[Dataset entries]
════
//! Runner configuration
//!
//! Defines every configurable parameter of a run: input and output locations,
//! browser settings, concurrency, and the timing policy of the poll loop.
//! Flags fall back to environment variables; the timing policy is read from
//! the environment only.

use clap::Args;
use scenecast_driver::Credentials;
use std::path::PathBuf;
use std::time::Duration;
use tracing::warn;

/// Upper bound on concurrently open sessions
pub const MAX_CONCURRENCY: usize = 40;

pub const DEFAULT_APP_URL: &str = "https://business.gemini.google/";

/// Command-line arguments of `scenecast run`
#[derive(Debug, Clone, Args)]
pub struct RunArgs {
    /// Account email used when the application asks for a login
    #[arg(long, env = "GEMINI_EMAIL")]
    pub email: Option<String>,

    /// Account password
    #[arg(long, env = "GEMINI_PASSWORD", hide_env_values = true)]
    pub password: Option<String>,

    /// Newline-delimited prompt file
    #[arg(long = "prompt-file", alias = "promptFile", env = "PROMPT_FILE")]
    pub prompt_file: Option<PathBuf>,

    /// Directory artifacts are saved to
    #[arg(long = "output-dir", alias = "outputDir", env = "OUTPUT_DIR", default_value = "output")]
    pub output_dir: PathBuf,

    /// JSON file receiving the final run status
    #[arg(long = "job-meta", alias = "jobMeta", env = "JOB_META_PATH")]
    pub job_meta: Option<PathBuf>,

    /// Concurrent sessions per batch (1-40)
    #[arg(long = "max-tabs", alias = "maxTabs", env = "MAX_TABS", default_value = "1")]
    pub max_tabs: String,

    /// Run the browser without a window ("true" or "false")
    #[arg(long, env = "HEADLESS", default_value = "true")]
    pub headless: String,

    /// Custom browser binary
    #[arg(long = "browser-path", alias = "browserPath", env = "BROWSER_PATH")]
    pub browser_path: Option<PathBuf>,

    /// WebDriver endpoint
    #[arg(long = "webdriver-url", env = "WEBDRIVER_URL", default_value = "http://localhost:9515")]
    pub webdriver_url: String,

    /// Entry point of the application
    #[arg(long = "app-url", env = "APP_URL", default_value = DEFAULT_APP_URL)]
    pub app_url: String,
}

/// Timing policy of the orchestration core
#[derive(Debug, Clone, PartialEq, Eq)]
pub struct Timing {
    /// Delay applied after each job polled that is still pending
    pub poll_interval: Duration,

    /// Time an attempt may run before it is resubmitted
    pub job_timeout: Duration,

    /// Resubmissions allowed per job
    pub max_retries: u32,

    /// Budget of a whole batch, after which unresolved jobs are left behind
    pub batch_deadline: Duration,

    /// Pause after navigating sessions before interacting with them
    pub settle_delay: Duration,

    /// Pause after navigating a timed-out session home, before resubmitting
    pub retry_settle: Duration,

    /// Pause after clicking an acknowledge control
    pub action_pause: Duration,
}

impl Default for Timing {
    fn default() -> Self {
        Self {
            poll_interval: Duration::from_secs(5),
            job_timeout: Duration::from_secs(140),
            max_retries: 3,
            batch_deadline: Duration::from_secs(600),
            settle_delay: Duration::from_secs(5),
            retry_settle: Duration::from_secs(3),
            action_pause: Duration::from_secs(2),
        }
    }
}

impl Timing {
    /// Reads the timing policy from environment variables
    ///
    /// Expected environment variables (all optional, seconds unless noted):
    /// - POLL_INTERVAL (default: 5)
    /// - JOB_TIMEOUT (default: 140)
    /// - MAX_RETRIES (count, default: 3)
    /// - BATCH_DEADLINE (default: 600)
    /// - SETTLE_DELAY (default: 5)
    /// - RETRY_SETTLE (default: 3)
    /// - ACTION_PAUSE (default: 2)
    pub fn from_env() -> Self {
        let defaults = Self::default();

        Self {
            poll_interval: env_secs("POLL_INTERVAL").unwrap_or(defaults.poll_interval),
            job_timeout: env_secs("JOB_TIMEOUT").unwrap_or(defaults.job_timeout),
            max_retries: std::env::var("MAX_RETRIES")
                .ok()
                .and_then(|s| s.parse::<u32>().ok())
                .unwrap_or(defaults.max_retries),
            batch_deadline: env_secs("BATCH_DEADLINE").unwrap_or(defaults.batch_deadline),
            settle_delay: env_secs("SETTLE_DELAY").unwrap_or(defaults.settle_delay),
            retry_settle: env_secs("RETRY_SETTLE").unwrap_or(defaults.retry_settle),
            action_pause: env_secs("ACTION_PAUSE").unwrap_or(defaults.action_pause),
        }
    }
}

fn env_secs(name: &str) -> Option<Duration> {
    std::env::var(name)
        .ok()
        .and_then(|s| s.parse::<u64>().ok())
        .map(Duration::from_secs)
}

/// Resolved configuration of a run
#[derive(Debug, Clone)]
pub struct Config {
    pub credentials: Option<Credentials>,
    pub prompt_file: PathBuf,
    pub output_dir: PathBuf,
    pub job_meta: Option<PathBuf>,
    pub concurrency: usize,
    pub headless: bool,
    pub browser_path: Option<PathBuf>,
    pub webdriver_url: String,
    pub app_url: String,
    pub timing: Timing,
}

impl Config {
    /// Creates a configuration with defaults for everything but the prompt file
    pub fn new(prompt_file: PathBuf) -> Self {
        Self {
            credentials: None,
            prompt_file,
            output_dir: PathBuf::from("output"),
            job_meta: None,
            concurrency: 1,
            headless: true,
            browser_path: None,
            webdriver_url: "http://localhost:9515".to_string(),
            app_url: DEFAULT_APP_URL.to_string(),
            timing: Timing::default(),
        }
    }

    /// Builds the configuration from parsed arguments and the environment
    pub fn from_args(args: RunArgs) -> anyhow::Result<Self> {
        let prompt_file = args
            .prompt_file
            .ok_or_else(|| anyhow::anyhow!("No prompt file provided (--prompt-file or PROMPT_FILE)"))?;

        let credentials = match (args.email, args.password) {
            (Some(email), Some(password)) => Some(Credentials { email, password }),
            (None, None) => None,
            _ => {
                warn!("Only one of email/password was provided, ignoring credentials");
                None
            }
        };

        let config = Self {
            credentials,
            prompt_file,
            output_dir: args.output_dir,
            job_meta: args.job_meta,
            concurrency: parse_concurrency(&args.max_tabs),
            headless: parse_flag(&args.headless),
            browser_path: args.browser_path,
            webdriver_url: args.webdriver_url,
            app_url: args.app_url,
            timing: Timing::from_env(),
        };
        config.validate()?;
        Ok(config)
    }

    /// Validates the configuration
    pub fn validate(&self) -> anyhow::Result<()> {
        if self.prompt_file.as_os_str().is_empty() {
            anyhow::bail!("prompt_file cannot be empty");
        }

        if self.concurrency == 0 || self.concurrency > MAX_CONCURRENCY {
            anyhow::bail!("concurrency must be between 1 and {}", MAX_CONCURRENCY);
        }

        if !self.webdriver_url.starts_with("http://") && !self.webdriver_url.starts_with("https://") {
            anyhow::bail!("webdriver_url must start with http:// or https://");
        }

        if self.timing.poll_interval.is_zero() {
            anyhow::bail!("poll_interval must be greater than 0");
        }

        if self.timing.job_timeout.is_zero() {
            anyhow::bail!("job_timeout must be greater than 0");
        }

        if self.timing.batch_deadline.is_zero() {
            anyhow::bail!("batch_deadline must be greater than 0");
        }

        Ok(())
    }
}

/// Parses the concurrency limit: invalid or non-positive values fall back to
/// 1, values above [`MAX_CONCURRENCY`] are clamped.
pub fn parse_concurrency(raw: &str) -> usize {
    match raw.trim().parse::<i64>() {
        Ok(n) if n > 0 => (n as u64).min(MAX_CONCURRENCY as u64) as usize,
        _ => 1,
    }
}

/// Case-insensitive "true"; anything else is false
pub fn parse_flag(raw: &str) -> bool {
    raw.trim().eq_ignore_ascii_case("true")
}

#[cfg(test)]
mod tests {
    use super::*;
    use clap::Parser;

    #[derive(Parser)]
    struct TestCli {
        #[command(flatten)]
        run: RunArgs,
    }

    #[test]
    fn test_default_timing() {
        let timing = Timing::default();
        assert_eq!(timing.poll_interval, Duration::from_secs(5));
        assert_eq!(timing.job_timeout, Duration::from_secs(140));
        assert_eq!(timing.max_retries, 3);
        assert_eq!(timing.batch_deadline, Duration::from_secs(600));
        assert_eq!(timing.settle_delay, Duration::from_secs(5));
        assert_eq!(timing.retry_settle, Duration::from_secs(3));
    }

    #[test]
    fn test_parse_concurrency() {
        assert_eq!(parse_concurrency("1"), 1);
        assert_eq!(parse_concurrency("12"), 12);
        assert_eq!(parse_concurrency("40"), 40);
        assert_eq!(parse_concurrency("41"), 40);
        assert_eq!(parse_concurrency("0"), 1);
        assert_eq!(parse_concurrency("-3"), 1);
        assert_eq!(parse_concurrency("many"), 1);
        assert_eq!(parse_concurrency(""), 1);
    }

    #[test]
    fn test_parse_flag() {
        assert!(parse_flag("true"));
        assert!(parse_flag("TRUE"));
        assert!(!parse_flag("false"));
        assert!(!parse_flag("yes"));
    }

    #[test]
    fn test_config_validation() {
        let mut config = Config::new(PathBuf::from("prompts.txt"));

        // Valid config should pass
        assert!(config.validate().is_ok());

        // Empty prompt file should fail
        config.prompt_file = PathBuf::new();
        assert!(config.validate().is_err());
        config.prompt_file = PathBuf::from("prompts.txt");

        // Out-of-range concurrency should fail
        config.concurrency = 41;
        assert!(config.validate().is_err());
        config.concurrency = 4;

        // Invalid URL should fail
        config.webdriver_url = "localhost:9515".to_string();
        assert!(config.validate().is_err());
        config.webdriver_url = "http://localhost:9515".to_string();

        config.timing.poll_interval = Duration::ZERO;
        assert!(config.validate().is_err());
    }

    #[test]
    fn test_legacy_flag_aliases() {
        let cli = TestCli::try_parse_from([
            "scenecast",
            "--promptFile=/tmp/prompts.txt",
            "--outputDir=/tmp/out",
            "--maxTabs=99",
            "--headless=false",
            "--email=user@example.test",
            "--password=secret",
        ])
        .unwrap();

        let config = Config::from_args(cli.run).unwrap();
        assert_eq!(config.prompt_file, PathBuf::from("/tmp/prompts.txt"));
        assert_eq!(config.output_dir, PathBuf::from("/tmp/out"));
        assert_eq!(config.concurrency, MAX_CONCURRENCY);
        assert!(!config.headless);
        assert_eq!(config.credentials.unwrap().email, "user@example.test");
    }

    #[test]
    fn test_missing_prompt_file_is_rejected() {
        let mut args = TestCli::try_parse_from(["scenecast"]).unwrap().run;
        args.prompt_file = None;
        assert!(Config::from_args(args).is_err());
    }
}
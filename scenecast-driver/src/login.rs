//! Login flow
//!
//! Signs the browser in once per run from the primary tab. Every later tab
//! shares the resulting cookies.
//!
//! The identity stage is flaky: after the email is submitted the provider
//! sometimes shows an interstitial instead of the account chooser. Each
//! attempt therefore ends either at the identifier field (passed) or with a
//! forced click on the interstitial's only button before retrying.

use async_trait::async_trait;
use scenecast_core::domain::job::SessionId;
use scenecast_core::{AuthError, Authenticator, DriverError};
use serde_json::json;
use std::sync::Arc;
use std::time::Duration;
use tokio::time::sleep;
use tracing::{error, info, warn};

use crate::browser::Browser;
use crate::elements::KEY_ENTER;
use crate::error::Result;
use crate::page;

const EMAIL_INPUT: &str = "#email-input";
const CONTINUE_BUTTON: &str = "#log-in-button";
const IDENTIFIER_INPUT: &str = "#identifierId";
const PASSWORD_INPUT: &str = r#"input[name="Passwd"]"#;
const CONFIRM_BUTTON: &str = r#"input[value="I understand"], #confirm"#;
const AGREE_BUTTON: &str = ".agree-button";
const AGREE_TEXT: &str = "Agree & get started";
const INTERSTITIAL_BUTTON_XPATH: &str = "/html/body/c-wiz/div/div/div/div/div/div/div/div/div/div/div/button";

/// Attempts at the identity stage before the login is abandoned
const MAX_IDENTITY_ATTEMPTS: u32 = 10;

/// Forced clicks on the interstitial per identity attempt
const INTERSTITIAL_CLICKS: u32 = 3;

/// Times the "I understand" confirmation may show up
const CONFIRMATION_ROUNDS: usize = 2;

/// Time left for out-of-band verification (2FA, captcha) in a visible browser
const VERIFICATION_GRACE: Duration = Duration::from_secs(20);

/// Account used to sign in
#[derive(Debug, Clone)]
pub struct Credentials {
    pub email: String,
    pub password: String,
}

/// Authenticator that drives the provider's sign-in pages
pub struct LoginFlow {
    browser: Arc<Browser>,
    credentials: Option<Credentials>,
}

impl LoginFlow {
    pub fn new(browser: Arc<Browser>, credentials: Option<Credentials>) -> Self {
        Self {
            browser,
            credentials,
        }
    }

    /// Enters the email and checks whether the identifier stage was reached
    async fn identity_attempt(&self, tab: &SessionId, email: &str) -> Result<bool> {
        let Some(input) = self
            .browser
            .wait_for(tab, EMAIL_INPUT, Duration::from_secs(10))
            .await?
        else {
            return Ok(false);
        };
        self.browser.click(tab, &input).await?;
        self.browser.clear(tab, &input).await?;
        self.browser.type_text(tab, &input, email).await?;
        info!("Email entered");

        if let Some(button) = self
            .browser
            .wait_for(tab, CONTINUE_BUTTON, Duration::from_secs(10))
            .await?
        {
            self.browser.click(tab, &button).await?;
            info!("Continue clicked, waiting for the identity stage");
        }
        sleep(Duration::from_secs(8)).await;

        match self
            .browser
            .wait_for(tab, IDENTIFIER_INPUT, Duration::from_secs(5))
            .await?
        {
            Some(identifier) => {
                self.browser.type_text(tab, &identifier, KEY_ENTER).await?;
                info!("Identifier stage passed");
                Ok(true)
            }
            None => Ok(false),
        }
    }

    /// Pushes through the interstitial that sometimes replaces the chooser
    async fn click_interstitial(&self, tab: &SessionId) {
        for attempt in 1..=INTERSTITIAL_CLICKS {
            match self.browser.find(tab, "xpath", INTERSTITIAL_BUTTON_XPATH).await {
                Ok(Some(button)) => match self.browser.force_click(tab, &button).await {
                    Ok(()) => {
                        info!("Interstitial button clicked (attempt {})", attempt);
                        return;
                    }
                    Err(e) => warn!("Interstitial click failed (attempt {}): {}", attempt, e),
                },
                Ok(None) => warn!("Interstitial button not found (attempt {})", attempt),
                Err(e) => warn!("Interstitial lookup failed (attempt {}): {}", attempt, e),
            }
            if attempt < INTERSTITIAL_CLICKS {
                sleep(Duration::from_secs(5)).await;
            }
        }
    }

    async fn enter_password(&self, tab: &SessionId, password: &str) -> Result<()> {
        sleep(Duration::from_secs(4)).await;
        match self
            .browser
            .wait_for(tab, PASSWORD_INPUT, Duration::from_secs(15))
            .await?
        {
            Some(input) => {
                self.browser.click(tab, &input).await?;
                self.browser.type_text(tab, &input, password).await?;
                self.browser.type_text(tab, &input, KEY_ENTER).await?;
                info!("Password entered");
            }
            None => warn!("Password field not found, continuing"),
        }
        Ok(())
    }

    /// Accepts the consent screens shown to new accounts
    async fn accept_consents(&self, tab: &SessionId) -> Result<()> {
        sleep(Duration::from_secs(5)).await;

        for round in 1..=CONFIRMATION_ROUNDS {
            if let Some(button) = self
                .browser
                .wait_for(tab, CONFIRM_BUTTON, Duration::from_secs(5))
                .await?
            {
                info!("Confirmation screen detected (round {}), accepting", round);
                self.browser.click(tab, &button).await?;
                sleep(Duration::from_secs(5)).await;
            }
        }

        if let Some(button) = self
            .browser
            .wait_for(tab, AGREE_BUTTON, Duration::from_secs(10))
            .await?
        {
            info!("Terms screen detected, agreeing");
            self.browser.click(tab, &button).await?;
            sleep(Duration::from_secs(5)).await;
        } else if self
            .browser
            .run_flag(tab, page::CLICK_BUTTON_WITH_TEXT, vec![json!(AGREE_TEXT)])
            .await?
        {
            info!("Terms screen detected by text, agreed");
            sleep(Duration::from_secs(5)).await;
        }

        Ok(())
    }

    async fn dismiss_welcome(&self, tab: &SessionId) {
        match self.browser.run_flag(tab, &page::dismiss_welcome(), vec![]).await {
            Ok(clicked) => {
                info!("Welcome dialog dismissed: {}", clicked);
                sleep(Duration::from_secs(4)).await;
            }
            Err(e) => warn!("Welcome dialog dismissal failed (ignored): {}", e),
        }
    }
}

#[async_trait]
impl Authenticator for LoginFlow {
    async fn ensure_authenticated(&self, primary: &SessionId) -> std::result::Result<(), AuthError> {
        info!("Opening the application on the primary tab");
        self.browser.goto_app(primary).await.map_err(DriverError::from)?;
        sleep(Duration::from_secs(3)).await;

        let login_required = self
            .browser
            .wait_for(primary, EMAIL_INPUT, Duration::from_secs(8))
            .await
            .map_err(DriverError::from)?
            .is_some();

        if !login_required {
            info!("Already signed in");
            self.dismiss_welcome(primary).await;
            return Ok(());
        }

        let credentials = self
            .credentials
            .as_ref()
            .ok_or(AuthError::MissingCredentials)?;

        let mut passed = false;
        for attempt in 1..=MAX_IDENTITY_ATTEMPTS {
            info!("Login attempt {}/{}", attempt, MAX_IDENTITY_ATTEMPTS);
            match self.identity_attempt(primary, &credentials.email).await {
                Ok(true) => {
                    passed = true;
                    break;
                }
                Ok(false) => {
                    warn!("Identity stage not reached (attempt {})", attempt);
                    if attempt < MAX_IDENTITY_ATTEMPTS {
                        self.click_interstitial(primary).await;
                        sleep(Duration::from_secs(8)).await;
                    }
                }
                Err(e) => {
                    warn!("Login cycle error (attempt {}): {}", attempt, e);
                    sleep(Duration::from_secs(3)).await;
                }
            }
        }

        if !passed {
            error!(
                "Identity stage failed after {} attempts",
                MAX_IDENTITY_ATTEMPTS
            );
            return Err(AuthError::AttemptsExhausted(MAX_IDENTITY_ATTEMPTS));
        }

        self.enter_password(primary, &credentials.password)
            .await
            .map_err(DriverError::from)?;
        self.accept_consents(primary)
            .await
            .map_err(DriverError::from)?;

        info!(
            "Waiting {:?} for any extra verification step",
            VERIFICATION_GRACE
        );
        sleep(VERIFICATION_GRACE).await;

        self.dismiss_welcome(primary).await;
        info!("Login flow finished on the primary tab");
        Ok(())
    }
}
════
*EXERCISE GOAL*:
Please report only the count of lines in the entries above where the word "environment" appears.

*TASK ANSWER*:
5